The reply should consist of one number, the count of lines below in which the word "localhost" appears.

(Data to process):
* * * * * * *

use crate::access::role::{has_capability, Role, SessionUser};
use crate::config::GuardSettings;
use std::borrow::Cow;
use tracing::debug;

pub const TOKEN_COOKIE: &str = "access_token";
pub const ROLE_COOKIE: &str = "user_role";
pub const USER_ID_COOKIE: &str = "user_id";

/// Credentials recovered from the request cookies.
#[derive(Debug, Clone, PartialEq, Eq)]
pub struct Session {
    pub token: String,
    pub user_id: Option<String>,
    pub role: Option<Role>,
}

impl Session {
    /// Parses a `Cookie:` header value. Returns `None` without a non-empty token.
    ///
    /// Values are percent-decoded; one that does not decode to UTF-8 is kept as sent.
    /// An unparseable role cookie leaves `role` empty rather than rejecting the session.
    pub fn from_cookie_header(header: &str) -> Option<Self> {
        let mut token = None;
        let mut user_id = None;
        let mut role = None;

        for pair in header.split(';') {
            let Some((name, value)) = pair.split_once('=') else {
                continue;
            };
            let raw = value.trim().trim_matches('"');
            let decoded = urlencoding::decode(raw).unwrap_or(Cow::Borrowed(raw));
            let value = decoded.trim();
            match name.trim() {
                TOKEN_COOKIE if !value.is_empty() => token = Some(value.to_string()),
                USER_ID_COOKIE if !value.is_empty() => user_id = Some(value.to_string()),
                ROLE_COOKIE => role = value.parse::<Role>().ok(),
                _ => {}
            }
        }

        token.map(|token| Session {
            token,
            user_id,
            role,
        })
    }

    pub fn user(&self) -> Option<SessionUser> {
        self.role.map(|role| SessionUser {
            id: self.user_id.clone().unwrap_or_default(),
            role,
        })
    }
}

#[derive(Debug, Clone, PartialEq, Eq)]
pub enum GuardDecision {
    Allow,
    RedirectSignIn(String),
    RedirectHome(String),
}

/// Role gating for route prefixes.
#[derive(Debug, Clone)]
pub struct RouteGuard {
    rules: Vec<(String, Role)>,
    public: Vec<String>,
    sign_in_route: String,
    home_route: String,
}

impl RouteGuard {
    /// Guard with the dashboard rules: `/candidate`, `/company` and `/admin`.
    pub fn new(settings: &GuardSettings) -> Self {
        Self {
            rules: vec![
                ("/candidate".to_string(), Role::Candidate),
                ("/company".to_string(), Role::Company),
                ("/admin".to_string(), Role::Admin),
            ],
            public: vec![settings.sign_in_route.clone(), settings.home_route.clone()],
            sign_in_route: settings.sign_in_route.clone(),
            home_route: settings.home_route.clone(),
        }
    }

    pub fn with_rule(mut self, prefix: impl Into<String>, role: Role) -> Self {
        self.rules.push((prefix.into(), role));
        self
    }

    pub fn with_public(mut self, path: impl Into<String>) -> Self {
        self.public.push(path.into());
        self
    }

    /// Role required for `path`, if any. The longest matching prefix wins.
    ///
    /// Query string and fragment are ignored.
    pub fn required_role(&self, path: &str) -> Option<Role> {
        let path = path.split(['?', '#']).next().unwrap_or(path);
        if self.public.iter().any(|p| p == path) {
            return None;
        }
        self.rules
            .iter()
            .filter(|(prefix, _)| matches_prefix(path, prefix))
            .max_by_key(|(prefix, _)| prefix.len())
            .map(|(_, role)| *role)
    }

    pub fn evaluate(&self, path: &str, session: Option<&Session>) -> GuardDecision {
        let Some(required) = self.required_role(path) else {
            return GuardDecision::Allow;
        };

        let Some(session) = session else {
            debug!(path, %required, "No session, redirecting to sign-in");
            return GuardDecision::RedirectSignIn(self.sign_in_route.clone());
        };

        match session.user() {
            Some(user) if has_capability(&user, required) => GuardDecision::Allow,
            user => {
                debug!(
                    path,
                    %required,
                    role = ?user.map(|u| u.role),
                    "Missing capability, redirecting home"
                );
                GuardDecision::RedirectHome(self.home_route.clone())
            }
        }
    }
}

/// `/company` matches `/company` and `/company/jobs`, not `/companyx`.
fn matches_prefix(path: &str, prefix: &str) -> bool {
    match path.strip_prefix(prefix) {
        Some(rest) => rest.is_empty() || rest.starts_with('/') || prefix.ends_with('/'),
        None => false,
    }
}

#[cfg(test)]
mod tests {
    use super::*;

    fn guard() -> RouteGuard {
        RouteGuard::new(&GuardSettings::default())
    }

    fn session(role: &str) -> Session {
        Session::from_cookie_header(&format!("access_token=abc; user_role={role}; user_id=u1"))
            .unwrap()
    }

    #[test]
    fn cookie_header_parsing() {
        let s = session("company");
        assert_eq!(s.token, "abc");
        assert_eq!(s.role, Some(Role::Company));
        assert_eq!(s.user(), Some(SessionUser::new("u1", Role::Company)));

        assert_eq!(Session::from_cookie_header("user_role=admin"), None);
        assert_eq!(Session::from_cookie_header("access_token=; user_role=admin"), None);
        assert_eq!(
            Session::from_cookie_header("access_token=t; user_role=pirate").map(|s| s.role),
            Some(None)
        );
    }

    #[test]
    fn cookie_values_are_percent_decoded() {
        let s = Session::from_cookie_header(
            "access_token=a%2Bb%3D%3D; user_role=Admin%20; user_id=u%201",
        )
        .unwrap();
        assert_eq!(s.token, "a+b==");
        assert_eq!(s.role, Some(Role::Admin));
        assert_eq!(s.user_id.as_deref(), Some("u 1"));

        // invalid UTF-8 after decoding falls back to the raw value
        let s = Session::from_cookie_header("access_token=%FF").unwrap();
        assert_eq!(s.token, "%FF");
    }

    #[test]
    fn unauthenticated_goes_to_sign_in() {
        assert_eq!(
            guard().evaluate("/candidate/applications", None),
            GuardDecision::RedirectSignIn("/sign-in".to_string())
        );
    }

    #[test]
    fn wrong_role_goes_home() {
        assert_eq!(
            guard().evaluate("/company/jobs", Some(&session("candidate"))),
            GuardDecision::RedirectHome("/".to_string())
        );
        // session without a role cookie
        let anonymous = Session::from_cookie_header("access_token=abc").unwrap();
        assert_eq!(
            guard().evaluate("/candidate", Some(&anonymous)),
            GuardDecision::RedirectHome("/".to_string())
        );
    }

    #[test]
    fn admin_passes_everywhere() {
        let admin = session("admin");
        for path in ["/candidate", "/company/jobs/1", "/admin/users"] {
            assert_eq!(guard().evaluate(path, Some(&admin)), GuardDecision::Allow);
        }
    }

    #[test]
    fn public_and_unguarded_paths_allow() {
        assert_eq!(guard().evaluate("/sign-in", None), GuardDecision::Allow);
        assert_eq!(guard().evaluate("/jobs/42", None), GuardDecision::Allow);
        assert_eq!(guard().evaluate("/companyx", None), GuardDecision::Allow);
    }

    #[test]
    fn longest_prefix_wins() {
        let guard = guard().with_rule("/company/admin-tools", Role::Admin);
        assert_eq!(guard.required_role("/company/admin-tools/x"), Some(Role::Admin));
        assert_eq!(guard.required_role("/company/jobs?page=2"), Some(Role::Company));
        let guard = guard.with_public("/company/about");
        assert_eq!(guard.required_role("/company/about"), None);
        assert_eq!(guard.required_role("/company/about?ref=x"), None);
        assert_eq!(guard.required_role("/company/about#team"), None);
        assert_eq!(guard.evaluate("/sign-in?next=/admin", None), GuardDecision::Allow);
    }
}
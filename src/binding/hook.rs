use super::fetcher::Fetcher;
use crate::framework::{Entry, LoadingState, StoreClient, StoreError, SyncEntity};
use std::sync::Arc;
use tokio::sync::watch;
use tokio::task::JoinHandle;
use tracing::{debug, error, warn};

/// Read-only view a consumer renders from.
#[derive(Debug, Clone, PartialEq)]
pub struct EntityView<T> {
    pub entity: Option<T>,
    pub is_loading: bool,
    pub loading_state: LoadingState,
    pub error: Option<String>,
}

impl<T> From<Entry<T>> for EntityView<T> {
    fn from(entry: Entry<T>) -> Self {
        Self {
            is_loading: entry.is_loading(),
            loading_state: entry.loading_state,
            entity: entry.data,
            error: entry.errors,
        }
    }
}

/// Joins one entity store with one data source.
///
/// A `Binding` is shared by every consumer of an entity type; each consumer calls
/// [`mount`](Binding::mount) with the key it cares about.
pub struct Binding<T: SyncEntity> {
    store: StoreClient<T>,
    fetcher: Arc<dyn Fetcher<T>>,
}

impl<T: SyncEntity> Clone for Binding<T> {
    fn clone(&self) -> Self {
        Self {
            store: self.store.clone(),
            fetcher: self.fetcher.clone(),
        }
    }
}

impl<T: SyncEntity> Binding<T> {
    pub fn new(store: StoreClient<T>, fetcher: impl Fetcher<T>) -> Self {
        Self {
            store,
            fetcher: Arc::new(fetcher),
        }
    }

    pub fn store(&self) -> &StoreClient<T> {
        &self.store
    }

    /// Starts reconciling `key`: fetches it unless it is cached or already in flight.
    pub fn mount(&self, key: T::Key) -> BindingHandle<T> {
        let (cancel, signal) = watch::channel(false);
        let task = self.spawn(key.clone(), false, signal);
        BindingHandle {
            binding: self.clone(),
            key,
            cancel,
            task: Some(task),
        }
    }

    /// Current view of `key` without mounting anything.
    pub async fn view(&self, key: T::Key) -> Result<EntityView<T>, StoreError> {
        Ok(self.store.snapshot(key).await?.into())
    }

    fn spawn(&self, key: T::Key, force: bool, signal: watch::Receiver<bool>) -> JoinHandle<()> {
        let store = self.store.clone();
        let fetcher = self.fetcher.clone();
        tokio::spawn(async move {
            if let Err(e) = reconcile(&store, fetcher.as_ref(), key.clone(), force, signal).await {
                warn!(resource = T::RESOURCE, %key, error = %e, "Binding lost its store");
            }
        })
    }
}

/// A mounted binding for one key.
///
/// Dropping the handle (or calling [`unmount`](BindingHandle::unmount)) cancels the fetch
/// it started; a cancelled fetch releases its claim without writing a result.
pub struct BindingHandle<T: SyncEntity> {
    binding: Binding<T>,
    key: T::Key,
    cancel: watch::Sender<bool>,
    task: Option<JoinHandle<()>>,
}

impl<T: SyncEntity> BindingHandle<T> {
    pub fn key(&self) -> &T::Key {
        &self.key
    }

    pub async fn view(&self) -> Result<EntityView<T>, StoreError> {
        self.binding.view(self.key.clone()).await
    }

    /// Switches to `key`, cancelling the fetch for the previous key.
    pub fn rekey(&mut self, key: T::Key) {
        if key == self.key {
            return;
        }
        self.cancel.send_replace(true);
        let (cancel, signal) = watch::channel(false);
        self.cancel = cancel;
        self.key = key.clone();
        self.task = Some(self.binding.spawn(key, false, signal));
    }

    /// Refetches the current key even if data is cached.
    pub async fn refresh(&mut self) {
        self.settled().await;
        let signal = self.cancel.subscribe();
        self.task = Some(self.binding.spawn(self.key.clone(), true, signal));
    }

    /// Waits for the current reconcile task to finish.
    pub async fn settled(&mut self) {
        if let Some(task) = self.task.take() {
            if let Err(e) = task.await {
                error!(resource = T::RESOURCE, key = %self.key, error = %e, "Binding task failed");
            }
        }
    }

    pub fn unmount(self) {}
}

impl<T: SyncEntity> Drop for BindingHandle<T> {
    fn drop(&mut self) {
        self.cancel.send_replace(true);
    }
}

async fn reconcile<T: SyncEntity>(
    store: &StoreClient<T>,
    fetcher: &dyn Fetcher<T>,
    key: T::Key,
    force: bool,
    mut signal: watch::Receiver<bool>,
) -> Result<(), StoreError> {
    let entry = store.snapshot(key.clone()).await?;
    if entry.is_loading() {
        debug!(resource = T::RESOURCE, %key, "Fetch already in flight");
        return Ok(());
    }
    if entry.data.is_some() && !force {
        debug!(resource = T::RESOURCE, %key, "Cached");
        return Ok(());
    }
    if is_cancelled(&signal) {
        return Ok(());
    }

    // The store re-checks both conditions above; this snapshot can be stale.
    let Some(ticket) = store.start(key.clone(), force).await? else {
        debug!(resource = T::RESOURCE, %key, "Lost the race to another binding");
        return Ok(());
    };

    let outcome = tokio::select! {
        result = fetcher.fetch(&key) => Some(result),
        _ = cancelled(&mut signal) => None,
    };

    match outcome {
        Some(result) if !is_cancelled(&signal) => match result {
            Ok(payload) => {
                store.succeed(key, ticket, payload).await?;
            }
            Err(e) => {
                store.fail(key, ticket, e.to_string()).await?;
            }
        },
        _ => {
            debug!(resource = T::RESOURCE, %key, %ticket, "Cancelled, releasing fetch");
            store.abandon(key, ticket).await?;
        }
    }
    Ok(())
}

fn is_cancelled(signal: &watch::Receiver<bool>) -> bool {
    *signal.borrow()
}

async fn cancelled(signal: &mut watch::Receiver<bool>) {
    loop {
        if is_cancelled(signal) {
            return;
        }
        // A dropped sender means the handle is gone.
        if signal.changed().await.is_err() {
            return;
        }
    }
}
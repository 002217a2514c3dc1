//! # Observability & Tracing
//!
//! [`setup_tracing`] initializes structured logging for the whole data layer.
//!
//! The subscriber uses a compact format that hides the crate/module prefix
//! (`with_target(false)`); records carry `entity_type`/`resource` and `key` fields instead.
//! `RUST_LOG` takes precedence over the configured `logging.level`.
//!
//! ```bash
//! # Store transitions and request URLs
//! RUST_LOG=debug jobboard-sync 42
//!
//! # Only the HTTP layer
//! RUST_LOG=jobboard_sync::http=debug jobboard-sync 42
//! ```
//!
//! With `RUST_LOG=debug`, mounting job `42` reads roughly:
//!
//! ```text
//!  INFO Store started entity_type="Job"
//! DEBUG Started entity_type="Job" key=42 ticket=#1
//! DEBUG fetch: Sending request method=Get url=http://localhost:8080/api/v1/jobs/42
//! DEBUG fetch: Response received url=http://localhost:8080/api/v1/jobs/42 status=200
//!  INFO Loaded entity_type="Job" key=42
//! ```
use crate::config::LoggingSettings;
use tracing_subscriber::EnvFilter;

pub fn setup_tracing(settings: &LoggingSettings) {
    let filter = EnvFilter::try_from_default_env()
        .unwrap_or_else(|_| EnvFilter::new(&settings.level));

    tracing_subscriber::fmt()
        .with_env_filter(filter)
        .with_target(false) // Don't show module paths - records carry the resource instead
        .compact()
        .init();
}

* * * * * * *

(Written response): 2